Try it: In the entries below, which lines run from the one containing "repository 48651b232f780d55" to the one containing "pub fn new(lat: f64, lon: f64)"? Copy exactly those lines, ends included, and no others.

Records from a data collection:
○ ○ ○

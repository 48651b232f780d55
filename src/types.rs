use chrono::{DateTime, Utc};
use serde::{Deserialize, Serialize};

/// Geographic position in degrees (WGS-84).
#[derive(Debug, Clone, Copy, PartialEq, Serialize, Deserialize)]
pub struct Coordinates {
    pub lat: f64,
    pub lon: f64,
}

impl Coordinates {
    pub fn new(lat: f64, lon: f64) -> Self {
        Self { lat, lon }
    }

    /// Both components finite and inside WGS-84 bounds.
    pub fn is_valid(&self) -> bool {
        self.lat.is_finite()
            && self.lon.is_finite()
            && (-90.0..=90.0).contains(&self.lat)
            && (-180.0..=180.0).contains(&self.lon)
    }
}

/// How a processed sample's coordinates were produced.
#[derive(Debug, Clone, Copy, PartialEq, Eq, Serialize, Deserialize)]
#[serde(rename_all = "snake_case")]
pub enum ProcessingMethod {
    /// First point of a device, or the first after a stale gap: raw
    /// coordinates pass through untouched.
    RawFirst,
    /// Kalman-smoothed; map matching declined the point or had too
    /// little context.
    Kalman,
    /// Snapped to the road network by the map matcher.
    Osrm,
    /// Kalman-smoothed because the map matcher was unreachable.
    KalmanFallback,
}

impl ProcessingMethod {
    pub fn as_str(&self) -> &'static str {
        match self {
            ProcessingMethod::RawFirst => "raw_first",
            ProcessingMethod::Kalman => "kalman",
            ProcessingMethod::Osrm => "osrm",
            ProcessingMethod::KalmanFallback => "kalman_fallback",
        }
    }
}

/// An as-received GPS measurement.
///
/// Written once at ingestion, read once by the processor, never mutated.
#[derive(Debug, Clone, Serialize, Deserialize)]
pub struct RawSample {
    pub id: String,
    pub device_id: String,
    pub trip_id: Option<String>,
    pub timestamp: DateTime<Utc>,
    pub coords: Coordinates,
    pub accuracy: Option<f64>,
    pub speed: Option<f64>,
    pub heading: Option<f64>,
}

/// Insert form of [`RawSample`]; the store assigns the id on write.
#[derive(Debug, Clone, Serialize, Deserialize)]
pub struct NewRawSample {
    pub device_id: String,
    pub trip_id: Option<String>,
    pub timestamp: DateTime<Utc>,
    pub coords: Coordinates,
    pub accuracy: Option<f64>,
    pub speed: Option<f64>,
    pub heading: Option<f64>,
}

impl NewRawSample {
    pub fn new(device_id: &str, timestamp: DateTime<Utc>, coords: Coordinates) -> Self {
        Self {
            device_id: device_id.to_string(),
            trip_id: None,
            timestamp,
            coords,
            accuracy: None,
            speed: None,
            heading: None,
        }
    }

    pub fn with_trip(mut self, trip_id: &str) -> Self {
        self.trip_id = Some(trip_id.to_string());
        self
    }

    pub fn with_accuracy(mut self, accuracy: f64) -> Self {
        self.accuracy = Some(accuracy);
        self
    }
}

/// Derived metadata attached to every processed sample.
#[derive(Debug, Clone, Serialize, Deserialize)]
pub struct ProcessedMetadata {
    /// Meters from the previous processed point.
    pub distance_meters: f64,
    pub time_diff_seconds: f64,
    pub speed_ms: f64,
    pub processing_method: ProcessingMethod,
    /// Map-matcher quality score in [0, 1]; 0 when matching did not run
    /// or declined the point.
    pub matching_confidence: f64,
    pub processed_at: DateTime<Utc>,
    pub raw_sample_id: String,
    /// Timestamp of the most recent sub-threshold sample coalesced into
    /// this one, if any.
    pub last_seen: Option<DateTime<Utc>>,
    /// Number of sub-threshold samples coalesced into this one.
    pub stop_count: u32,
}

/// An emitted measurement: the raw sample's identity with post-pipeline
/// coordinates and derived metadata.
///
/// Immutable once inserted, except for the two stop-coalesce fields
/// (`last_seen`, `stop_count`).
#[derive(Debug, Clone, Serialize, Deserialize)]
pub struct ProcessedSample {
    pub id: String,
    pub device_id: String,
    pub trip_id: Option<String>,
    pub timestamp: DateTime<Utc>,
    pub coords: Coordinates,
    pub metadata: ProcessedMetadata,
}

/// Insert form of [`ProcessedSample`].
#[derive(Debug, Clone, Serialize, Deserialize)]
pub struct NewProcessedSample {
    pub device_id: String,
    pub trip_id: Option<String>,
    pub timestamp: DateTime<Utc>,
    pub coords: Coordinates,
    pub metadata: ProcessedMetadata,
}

○ ○ ○

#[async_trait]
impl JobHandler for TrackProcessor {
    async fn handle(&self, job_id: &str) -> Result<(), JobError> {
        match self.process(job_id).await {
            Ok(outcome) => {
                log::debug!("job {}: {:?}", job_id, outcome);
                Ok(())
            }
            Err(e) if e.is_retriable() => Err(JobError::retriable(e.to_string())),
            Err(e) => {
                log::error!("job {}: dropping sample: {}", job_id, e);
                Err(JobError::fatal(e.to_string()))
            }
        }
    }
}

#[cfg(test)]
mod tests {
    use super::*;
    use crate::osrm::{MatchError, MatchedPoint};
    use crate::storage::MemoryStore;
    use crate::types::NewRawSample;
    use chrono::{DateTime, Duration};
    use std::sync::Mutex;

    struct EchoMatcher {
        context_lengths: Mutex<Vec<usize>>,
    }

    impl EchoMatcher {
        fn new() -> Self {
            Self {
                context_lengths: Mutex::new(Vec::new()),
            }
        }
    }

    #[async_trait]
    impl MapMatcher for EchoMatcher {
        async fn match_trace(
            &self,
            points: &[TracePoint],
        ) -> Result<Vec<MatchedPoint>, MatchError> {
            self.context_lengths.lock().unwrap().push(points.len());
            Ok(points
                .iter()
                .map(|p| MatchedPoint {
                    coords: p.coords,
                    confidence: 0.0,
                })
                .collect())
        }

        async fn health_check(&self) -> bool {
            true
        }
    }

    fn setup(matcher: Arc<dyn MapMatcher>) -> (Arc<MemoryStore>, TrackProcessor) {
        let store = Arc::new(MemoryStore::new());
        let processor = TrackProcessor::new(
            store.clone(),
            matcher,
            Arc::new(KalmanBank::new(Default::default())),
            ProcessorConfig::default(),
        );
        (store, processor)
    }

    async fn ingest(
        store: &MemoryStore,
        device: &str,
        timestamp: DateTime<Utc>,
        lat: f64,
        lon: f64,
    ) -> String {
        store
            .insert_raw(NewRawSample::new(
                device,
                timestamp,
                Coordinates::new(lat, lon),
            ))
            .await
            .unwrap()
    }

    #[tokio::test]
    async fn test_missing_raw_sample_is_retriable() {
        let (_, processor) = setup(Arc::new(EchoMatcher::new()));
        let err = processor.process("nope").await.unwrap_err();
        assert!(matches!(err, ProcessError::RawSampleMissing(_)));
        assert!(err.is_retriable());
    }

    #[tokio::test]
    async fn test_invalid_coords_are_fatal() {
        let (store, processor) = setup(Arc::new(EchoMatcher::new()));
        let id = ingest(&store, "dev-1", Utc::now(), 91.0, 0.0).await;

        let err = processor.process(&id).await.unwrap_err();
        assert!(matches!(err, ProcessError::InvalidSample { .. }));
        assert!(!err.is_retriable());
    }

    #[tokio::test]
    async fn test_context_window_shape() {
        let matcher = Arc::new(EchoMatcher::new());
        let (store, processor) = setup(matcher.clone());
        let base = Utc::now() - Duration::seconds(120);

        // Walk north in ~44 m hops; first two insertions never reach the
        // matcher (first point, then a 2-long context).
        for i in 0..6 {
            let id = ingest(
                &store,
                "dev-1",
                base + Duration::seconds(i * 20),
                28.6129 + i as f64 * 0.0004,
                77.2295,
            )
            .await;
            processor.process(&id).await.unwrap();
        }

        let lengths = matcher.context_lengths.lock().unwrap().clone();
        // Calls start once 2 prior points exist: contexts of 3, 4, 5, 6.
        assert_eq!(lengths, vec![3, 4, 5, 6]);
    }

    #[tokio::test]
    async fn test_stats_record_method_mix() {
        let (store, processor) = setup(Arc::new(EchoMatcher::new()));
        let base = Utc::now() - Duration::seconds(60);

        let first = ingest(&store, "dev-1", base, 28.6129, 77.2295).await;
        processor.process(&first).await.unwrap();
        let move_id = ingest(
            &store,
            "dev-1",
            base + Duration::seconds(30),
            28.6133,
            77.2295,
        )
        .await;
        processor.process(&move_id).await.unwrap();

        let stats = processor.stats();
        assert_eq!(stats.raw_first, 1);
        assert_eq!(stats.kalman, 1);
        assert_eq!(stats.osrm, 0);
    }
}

○ ○ ○

Solved exercise:
repository 48651b232f780d55
filename src/types.rs
use chrono::{DateTime, Utc};
use serde::{Deserialize, Serialize};

/// Geographic position in degrees (WGS-84).
#[derive(Debug, Clone, Copy, PartialEq, Serialize, Deserialize)]
pub struct Coordinates {
    pub lat: f64,
    pub lon: f64,
}

impl Coordinates {
    pub fn new(lat: f64, lon: f64) -> Self {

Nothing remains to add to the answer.